Ressler pointed to huge caveats. First, data centers do not have that many employees. Data center facilities often don’t pay their way in regional revenues because they don’t typically generate sales tax – only property tax – “and then they don’t necessarily contribute greatly to local spending because of the limited number of employees,” he said.

Second, “Despite best efforts to thoroughly vet a location for seismic activity, vulnerability to natural disasters, talent availability and abundance of bandwidth, unforeseen circumstances can still derail a project,” he said.

“For example, the sheer complexity of data center construction is a risk. The project typically involves multiple vendors, subcontractors and as many as 50 different disciplines in areas like structural, electrical, HVAC, plumbing, fuel pumps, networking, and security.”

Construction Equipment Limited

Thomas Galli, partner at Duane Morris, tells GlobeSt.com that many factors are affecting the delta between supply and demand for data centers across markets and in specific markets, including the supply of equipment required to construct and operate data centers.

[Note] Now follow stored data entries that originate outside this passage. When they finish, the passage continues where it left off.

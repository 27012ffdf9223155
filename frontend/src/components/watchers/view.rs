//! View rendering for the watchers page.
//!
//! Element ids are the ones the page has always exposed (`#input-playlist-from`,
//! `#submit`, `#errors`, ...). Visibility is toggled with the `hidden` class.

use common::model::watcher::{SyncInterval, Watcher};
use web_sys::{HtmlInputElement, HtmlSelectElement};
use yew::html::Scope;
use yew::prelude::*;

use super::helpers::{destinations, playlist_name, toggle_label};
use super::messages::Msg;
use super::state::WatchersComponent;

pub fn view(component: &WatchersComponent, ctx: &Context<WatchersComponent>) -> Html {
    let link = ctx.link();

    html! {
        <div class="watchers-root">
            { build_errors(component) }
            { build_create_form(component, link) }
            { build_watcher_list(component, link) }
            <section class="account">
                <button id="delete-account" type="button" onclick={link.callback(|_| Msg::DeleteAccount)}>
                    {"Delete account"}
                </button>
            </section>
        </div>
    }
}

fn build_errors(component: &WatchersComponent) -> Html {
    let error = component.controller.error();
    let hidden = error.is_none().then_some("hidden");

    html! {
        <div id="errors" class={classes!("errors", hidden)}>
            <p id="errors-text">{ error.unwrap_or_default() }</p>
        </div>
    }
}

fn build_create_form(component: &WatchersComponent, link: &Scope<WatchersComponent>) -> Html {
    let controller = &component.controller;
    let form = controller.form();
    let manual = form.manual_entry();
    let playlists = &component.dashboard.playlists;

    let onsubmit = link.callback(|e: SubmitEvent| {
        e.prevent_default();
        Msg::Submit
    });

    html! {
        <form id="create" {onsubmit}>
            <label for={ if manual { "input-playlist-from-manual" } else { "input-playlist-from" } }>
                { if manual { "Source playlist URL" } else { "Source playlist" } }
            </label>
            <select
                id="input-playlist-from"
                ref={component.select_ref.clone()}
                class={classes!(manual.then_some("hidden"))}
                onchange={link.callback(|e: Event| Msg::SetPlaylistFrom(e.target_unchecked_into::<HtmlSelectElement>().value()))}
            >
                <option value="" selected={form.playlist_from.is_empty()}>{"Select a playlist"}</option>
                { for playlists.iter().map(|playlist| html! {
                    <option value={playlist.id.clone()} selected={playlist.id == form.playlist_from}>
                        { playlist.name.clone() }
                    </option>
                }) }
            </select>
            <input
                id="input-playlist-from-manual"
                type="text"
                placeholder="https://open.spotify.com/playlist/..."
                ref={component.manual_ref.clone()}
                class={classes!((!manual).then_some("hidden"))}
                value={form.manual_playlist_from.clone()}
                oninput={link.callback(|e: InputEvent| Msg::SetManualPlaylistFrom(e.target_unchecked_into::<HtmlInputElement>().value()))}
            />
            <button id="toggle-manual-entry" type="button" onclick={link.callback(|_| Msg::ToggleManualEntry)}>
                { toggle_label(manual) }
            </button>

            <label for="input-playlist-to">{"Destination playlist"}</label>
            <select
                id="input-playlist-to"
                onchange={link.callback(|e: Event| Msg::SetPlaylistTo(e.target_unchecked_into::<HtmlSelectElement>().value()))}
            >
                <option value="" selected={form.playlist_to.is_empty()}>{"Select a playlist"}</option>
                { for destinations(playlists).map(|playlist| html! {
                    <option value={playlist.id.clone()} selected={playlist.id == form.playlist_to}>
                        { playlist.name.clone() }
                    </option>
                }) }
            </select>

            <label for="input-sync-interval">{"Sync"}</label>
            <select
                id="input-sync-interval"
                onchange={link.callback(|e: Event| Msg::SetSyncInterval(e.target_unchecked_into::<HtmlSelectElement>().value()))}
            >
                { for SyncInterval::ALL.iter().map(|interval| {
                    let value = interval.to_string();
                    let selected = value == form.sync_interval;
                    html! {
                        <option selected={selected} value={value}>{ interval.label() }</option>
                    }
                }) }
            </select>

            <div id="should-remove-wrapper" class={classes!(manual.then_some("hidden"))}>
                <input
                    id="checkbox-should-remove"
                    type="checkbox"
                    checked={form.should_remove}
                    onchange={link.callback(|e: Event| Msg::SetShouldRemove(e.target_unchecked_into::<HtmlInputElement>().checked()))}
                />
                <label for="checkbox-should-remove">{"Remove tracks from the source playlist after syncing"}</label>
            </div>

            <button id="submit" type="submit" disabled={controller.submit_disabled()}>{"Create watcher"}</button>
        </form>
    }
}

fn build_watcher_list(component: &WatchersComponent, link: &Scope<WatchersComponent>) -> Html {
    let watchers = &component.dashboard.watchers;

    if watchers.is_empty() {
        return html! { <p class="watchers-empty">{"No watchers yet."}</p> };
    }

    html! {
        <ul class="watchers">
            { for watchers.iter().map(|watcher| build_watcher_row(component, watcher, link)) }
        </ul>
    }
}

fn build_watcher_row(component: &WatchersComponent, watcher: &Watcher, link: &Scope<WatchersComponent>) -> Html {
    let playlists = &component.dashboard.playlists;
    let id = watcher.id;

    html! {
        <li class="watcher" key={id}>
            <span class="watcher-playlists">
                { playlist_name(playlists, &watcher.playlist_from) }
                {" → "}
                { playlist_name(playlists, &watcher.playlist_to) }
            </span>
            <span class="watcher-interval">{ watcher.sync_interval.label() }</span>
            { if watcher.should_remove { html! { <span class="watcher-remove">{"removes tracks"}</span> } } else { html! {} } }
            <span class="watcher-last-sync">
                { watcher.last_sync_at.clone().unwrap_or_else(|| "never synced".to_string()) }
            </span>
            { for watcher.last_error.iter().map(|error| html! { <span class="watcher-error">{ error.clone() }</span> }) }
            <button type="button" onclick={link.callback(move |_| Msg::SyncWatcher(id))}>{"Sync"}</button>
            <button type="button" onclick={link.callback(move |_| Msg::DeleteWatcher(id))}>{"Delete"}</button>
        </li>
    }
}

“As demand for data centers has substantially increased over the last few years, and is anticipated to further increase, the time to fill orders for equipment has increased as manufacturing capacity has reached limits and been affected by disruptions to supply chains for necessary components,” Galli said.

“Larger owners and developers of data centers (e.g. data center REITs) got in front of this factor long ago by leveraging the volume of equipment they order to obtain preferred status for the supply of that equipment. This is a competitive advantage they use to market their data centers to hyper-scalers for faster and more certainly of delivery of data centers to their customers across the globe.”

Galli said the availability and price of land affects the delta between supply and demand market-by-market.

“While land is generally available to construct new data centers in markets, prices have increased meaningfully in the largest of markets in the US and those price increases has been easily absorbed to date,” he said.

“Those increases in the price of land have also caused data centers to go vertical with multiple stories – generally limited to two or three stories. As land prices further increase in the largest of data center markets, expect data centers in those markets to get taller as additional construction costs for more stories is cost justified. Subject to local zoning laws, there is no reason data center buildings can’t get much taller.”

As demand for data centers continues to substantially increase, we should expect more competition in the largest markets with supply of power and increasing scarcity of land unable to keep pace with demand.